In Melbourne Municipal Firefighters’ Pension Trust Fund v. Jacobs (opinion available here), Vice Chancellor Montgomery-Reeves dismissed a fiduciary duty claim for failure of oversight (a so-called “Caremark claim”).  Caremark claims are well-known for being difficult to succeed on, and Melbourne further defines the limited circumstances where one is colorable.

Qualcomm, Inc. has paid more than one billion dollars for antitrust violations, including:  1) a $891M settlement for a 2005 claim by competitor Broadcom; 2) a $208M fine in 2009 by South Korea; 3) a 2010 claim by Japan still pending; and 4) a $975M fine in 2015 by China.  While these cases involved different allegations of wrongdoing, many involved Qualcomm’s market dominance in certain products used in wireless communications coupled with the same alleged failure to license its products on fair, reasonable and non-discriminatory (“FRAND”) terms.  Plaintiff alleged the first three cases were red flags that should have prompted Qualcomm’s board of directors to prevent the fourth.

Plaintiff filed its complaint after succeeding via a books-and-records case at getting some 14,000 pages of documents including board materials.  Plaintiff’s complaint pointed to board materials showing that Qualcomm’s board knew it expected to continue to face regulatory complaints and investigations in the future.   Rather than modifying its policies or prices to reduce or eliminate risk, however, Qualcomm’s board’s strategy on this issue was to educate “industry participants and government officials as to why its practices were legal” and to “pursu[e] appeals.”  Under Delaware law, “a fiduciary may not choose to manage an entity in an illegal fashion, even if the fiduciary believes that the illegal activity will result in profits for the entity.”

The Court held that plaintiffs did not state a claim.  In doing so it compared plaintiff’s claims to two cases in which Caremark claims survived.
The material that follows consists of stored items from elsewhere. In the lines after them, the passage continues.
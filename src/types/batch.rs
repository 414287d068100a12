use std::{fmt::Display, path::PathBuf};

use super::ClipCandidate;

/// A candidate that has been downloaded and measured
#[derive(Debug, Clone, PartialEq)]
pub struct FetchedClip {
    /// Position among the successful fetches, in selection order
    pub index: usize,
    pub path: PathBuf,
    /// Measured duration in seconds, always > 0
    pub duration: f64,
    pub candidate: ClipCandidate,
}

impl Display for FetchedClip {
    fn fmt(&self, f: &mut std::fmt::Formatter<'_>) -> std::fmt::Result {
        write!(
            f,
            "#{:<3} {:>7.1}s  {}",
            self.index,
            self.duration,
            self.candidate
        )
    }
}

/// The clips that will be concatenated together.
///
/// Built once by the fetch loop, the membership only shrinks afterwards
/// when the operator removes files during review.
#[derive(Debug, Clone, Default, PartialEq)]
pub struct AssemblyBatch {
    clips: Vec<FetchedClip>,
}

impl AssemblyBatch {
    pub fn new(clips: Vec<FetchedClip>) -> Self {
        Self { clips }
    }

    pub fn clips(&self) -> &[FetchedClip] {
        &self.clips
    }

    pub fn into_clips(self) -> Vec<FetchedClip> {
        self.clips
    }

    pub fn len(&self) -> usize {
        self.clips.len()
    }

    pub fn is_empty(&self) -> bool {
        self.clips.is_empty()
    }

    /// Sum of the measured durations, in seconds
    pub fn total_duration(&self) -> f64 {
        self.clips.iter().map(|clip| clip.duration).sum()
    }

    /// Drop the clips whose file does not exist anymore.
    /// Return the dropped clips.
    pub fn retain_existing(&mut self) -> Vec<FetchedClip> {
        let (kept, dropped) = std::mem::take(&mut self.clips)
            .into_iter()
            .partition(|clip| clip.path.exists());
        self.clips = kept;
        dropped
    }
}

impl Display for AssemblyBatch {
    fn fmt(&self, f: &mut std::fmt::Formatter<'_>) -> std::fmt::Result {
        for clip in &self.clips {
            writeln!(f, "\t{clip}")?;
        }
        write!(
            f,
            "\t{} clips, {:.1}s in total",
            self.len(),
            self.total_duration()
        )
    }
}
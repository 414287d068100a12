use std::fmt::Display;

use miette::miette;

/// Error returned by the external collaborators.
///
/// Only the cases the caller must react to get their own variant,
/// everything else is carried as a report.
#[derive(Debug)]
pub enum Error {
    /// The source reported the clip as unavailable (deleted, private, ...)
    UnavailableStream,

    Miette(miette::Report),
}

impl From<miette::Report> for Error {
    fn from(err: miette::Report) -> Self {
        Error::Miette(err)
    }
}

impl From<std::io::Error> for Error {
    fn from(err: std::io::Error) -> Self {
        Error::Miette(miette::Report::msg(err))
    }
}

impl From<Error> for miette::Report {
    fn from(err: Error) -> Self {
        match err {
            Error::UnavailableStream => miette!("Unavailable stream"),
            Error::Miette(err) => err,
        }
    }
}

impl Display for Error {
    fn fmt(&self, f: &mut std::fmt::Formatter<'_>) -> std::fmt::Result {
        match self {
            Error::UnavailableStream => write!(f, "Unavailable stream"),
            Error::Miette(report) => write!(f, "{report:#}"),
        }
    }
}

impl Error {
    pub fn wrap_err_with<D, F>(self, f: F) -> Error
    where
        D: Display + Send + Sync + 'static,
        F: FnOnce() -> D,
    {
        match self {
            Error::Miette(report) => Error::Miette(report.wrap_err(f())),
            err => err,
        }
    }
}

/// Shortcut to return an error made out of a message
pub fn bail<T, D>(msg: D) -> Result<T>
where
    D: Display + std::fmt::Debug + Send + Sync + 'static,
{
    Err(Error::Miette(miette::Report::msg(msg)))
}

pub type Result<T> = std::result::Result<T, Error>;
In Massey Energy Co., a coal mining company had failed to change safety practices that later lead to the company pleading guilty to criminal charges including one count for violating safety standards resulting in death and a $4.5M fine.  The Court noted that in Massey the company’s CEO “publicly stated that the idea that governmental safety regulators knew more about mine safety than he did was silly.”  The Court distinguished Massey on the grounds that the red flags alleged there were far more egregious and indisputable; and that in that case the company had challenged the law itself, whereas in this case Qualcomm had not contested the antitrust laws themselves but taken the position that its conduct did not violate them.

In Pyott, the Board and CEO of a drug company knowingly approved a business plan that violated a ban on marketing drugs for off-label use.  It did so despite general counsel’s advice that the company “likely had engaged in such illegal conduct”.  Pyott criticized the Board’s view of the distinction between off-label selling and marketing “as a source of legal risk to be managed, rather than a boundary to be avoided.”  The Court emphasized that Pyott was based on the board’s alleged decision to cause the company to engage in illegal conduct, whereas here the allegation was that Qualcomm’s board did not put a halt to it.  Moreover, again, Qualcomm’s board had taken the position that its conduct did not violate the relevant rules.

Caremark claims are difficult in part because they strain against the boundaries of a basic principle of Delaware law, the business judgment rule.  As the Court observed in a quotation taken from another case, “In any business decision that turns out poorly there will likely be signs that one could point to and argue are evidence that the decision was wrong. . . . This temptation, however, is one of the reasons for the presumption against an objective review of business decisions by judges, a presumption that is no less applicable when the losses to the Company are large.”

Melbourne reinforces the view that Caremark claims are difficult to prevail on and that even decisions on whether one is colorable may well be fact-specific.  Other lessons of Melbourne are as follows:

  • Board or management statements of their well-informed belief that the activities in question are legal are helpful in defending such a claim.
  • On the other hand, statements that express or imply knowledge that such activities are illegal or show disrespect for regulatory authorities are unhelpful.
  • Legal rules protecting employee or customer well-being or safety, or those that involve or result in criminal prosecution, may be more dangerous to transgress than economic rules such as antitrust.
  • Creating a policy is more vulnerable than failing to discontinue an already-created one.
  • Board documents reaffirming the legality of a particular policy, and addressing and creating a strategy for continuing to support it, may support a later defense of failure to eliminate the policy. That being said, plaintiffs may also point to such documents as proof of red flags.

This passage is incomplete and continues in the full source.